*** Block opens ***
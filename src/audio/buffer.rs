//! Bounded blocking ring buffer for timestamped samples
//!
//! The jitter buffer between the network ingestion task and the device
//! callback. Single producer and single consumer are the design, but the
//! locking keeps it safe for more. Enqueue blocks while full (network
//! backpressure), dequeue and peek block while empty; `clear` wakes every
//! waiter so it re-evaluates its predicate, and `close` is the shutdown
//! escape that bounds every blocking point.

use std::sync::{Condvar, Mutex, MutexGuard, PoisonError};

use crate::audio::sample::Sample;

struct RingState {
    slots: Vec<Option<Sample>>,
    read_pos: usize,
    write_pos: usize,
    /// Distinguishes full from empty when the cursors coincide
    is_full: bool,
    closed: bool,
}

impl RingState {
    fn len(&self, capacity: usize) -> usize {
        if self.is_full {
            capacity
        } else if self.write_pos >= self.read_pos {
            self.write_pos - self.read_pos
        } else {
            capacity - self.read_pos + self.write_pos
        }
    }

    fn is_empty(&self, capacity: usize) -> bool {
        self.len(capacity) == 0
    }
}

/// Fixed-capacity FIFO of [`Sample`]s with blocking endpoints
pub struct SampleRing {
    capacity: usize,
    state: Mutex<RingState>,
    not_empty: Condvar,
    not_full: Condvar,
}

impl SampleRing {
    /// Create a ring holding up to `capacity` samples.
    ///
    /// # Panics
    ///
    /// Panics if `capacity` is zero; that is a programmer error, not a
    /// runtime condition.
    pub fn new(capacity: usize) -> Self {
        assert!(capacity >= 1, "ring capacity must be at least 1");

        Self {
            capacity,
            state: Mutex::new(RingState {
                slots: (0..capacity).map(|_| None).collect(),
                read_pos: 0,
                write_pos: 0,
                is_full: false,
                closed: false,
            }),
            not_empty: Condvar::new(),
            not_full: Condvar::new(),
        }
    }

    fn lock(&self) -> MutexGuard<'_, RingState> {
        self.state.lock().unwrap_or_else(PoisonError::into_inner)
    }

    /// Append `sample` at the tail, blocking while the ring is full.
    ///
    /// Returns `false` without storing anything once the ring is closed.
    pub fn enqueue(&self, sample: Sample) -> bool {
        let mut state = self.lock();
        while state.is_full && !state.closed {
            state = self
                .not_full
                .wait(state)
                .unwrap_or_else(PoisonError::into_inner);
        }
        if state.closed {
            return false;
        }

        let pos = state.write_pos;
        state.slots[pos] = Some(sample);
        state.write_pos = (pos + 1) % self.capacity;
        if state.write_pos == state.read_pos {
            state.is_full = true;
        }
        drop(state);

        self.not_empty.notify_one();
        true
    }

    /// Remove and return the head, blocking while the ring is empty.
    ///
    /// Returns `None` once the ring is closed.
    pub fn dequeue(&self) -> Option<Sample> {
        let mut state = self.lock();
        while state.is_empty(self.capacity) && !state.closed {
            state = self
                .not_empty
                .wait(state)
                .unwrap_or_else(PoisonError::into_inner);
        }
        self.take_head(state)
    }

    /// Remove and return the head without blocking.
    pub fn try_dequeue(&self) -> Option<Sample> {
        self.take_head(self.lock())
    }

    fn take_head(&self, mut state: MutexGuard<'_, RingState>) -> Option<Sample> {
        if state.is_empty(self.capacity) {
            return None;
        }

        let pos = state.read_pos;
        let sample = state.slots[pos].take();
        state.read_pos = (pos + 1) % self.capacity;
        state.is_full = false;
        drop(state);

        self.not_full.notify_one();
        sample
    }

    /// Return the head without removing it, blocking while empty.
    ///
    /// Returns `None` once the ring is closed.
    pub fn peek(&self) -> Option<Sample> {
        let mut state = self.lock();
        while state.is_empty(self.capacity) && !state.closed {
            state = self
                .not_empty
                .wait(state)
                .unwrap_or_else(PoisonError::into_inner);
        }
        if state.is_empty(self.capacity) {
            return None;
        }
        state.slots[state.read_pos]
    }

    /// Return the head without removing it or blocking.
    pub fn try_peek(&self) -> Option<Sample> {
        let state = self.lock();
        if state.is_empty(self.capacity) {
            None
        } else {
            state.slots[state.read_pos]
        }
    }

    /// Drop all contents and return the ring to its freshly-constructed
    /// state, reopening it if it was closed. Every waiter is woken and
    /// re-evaluates its predicate: a blocked consumer goes back to waiting
    /// on the now-empty ring, a blocked producer proceeds.
    pub fn clear(&self) {
        let mut state = self.lock();
        for slot in state.slots.iter_mut() {
            *slot = None;
        }
        state.read_pos = 0;
        state.write_pos = 0;
        state.is_full = false;
        state.closed = false;
        drop(state);

        self.not_empty.notify_all();
        self.not_full.notify_all();
    }

    /// Mark the ring terminated until the next [`clear`](Self::clear).
    /// Blocked producers return `false`, blocked consumers `None`; the
    /// contents stay readable via the non-blocking accessors.
    pub fn close(&self) {
        self.lock().closed = true;
        self.not_empty.notify_all();
        self.not_full.notify_all();
    }

    pub fn len(&self) -> usize {
        self.lock().len(self.capacity)
    }

    pub fn is_empty(&self) -> bool {
        self.len() == 0
    }

    pub fn is_full(&self) -> bool {
        self.lock().is_full
    }

    pub fn capacity(&self) -> usize {
        self.capacity
    }
}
*** Block closes ***
Work required = Tally the lines above with "waiter", please; number only.

Task result = 2